One of the world's richest countries could, in the near future, pay its residents a monthly income with no condition. Yes, you read that right - they could get paid for doing absolutely nothing.
Come June 5, the Swiss will vote in a referendum on the proposal of a basic income for all citizens. This income, according to CNN, would not be subject to any tax.
Although there is no amount specified in the submission, proponents have suggested that adults be given 2,500 Swiss francs (S$3,472) every month whether or not they have a job. They also suggest that each child receives 625 francs every month.
Those who support the idea argue that giving citizens a guaranteed income would not only eradicate poverty, it would also allow them the choice of walking away from jobs they did not want to be doing. The basic income, they argue, would also provide security to workers whose jobs could be replaced by technology.

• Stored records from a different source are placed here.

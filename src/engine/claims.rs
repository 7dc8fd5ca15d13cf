//! Claims log: the append-only evidence channel of a run.
//!
//! Every check appends free-text lines while it runs. The orchestrator takes
//! the accumulated lines after each check completes and attaches them to that
//! check's result, so each line is consumed exactly once by reporting.

use parking_lot::Mutex;

#[derive(Debug, Default)]
pub struct ClaimsLog {
    lines: Mutex<Vec<String>>,
}

impl ClaimsLog {
    pub fn new() -> Self {
        Self::default()
    }

    /// Append one evidence line.
    pub fn append(&self, line: impl Into<String>) {
        self.lines.lock().push(line.into());
    }

    /// Append a block of lines without interleaving other appends.
    pub fn extend<I>(&self, lines: I)
    where
        I: IntoIterator<Item = String>,
    {
        self.lines.lock().extend(lines);
    }

    pub fn len(&self) -> usize {
        self.lines.lock().len()
    }

    pub fn is_empty(&self) -> bool {
        self.lines.lock().is_empty()
    }

    /// Copy of the pending lines, leaving the log untouched.
    pub fn snapshot(&self) -> Vec<String> {
        self.lines.lock().clone()
    }

    /// Remove and return every pending line.
    pub fn take(&self) -> Vec<String> {
        std::mem::take(&mut *self.lines.lock())
    }
}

One campaigner interviewed by Ruptly TV said that technology and robots should be used to do "hard work" for humans.
Opponents of the idea, however, point out that the basic income system would be too expensive to support, resulting in increased taxes and a shortage of workers, which in turn, forces businesses out of the country.
Not only that, the high cost would also make it difficult for the government to continue providing existing welfare or assistance programmes to those who need them, Bloomberg reported.
The Swiss government is among those who oppose the idea, saying it would damage the economy, and that the government would need 25 billion Swiss francs to fund the measure every year.
According to Bloomberg, a poll conducted in April showed that most citizens are not convinced by the idea of a basic income. Only 24 per cent polled said they supported the measure, while just 4 per cent said they were undecided.
At least two other countries have also considered the idea of a basic income system. Just last month, it was reported that Finland could replace its welfare programmes with a US$10,000 payout for residents every year. According to CNN, about 10,000 Finns will start receiving a monthly payout of 550 euros (S$844) for two years in a pilot programme next year.
Other similar testing programmes have also been considered in Ontario, Canada, and the Netherlands.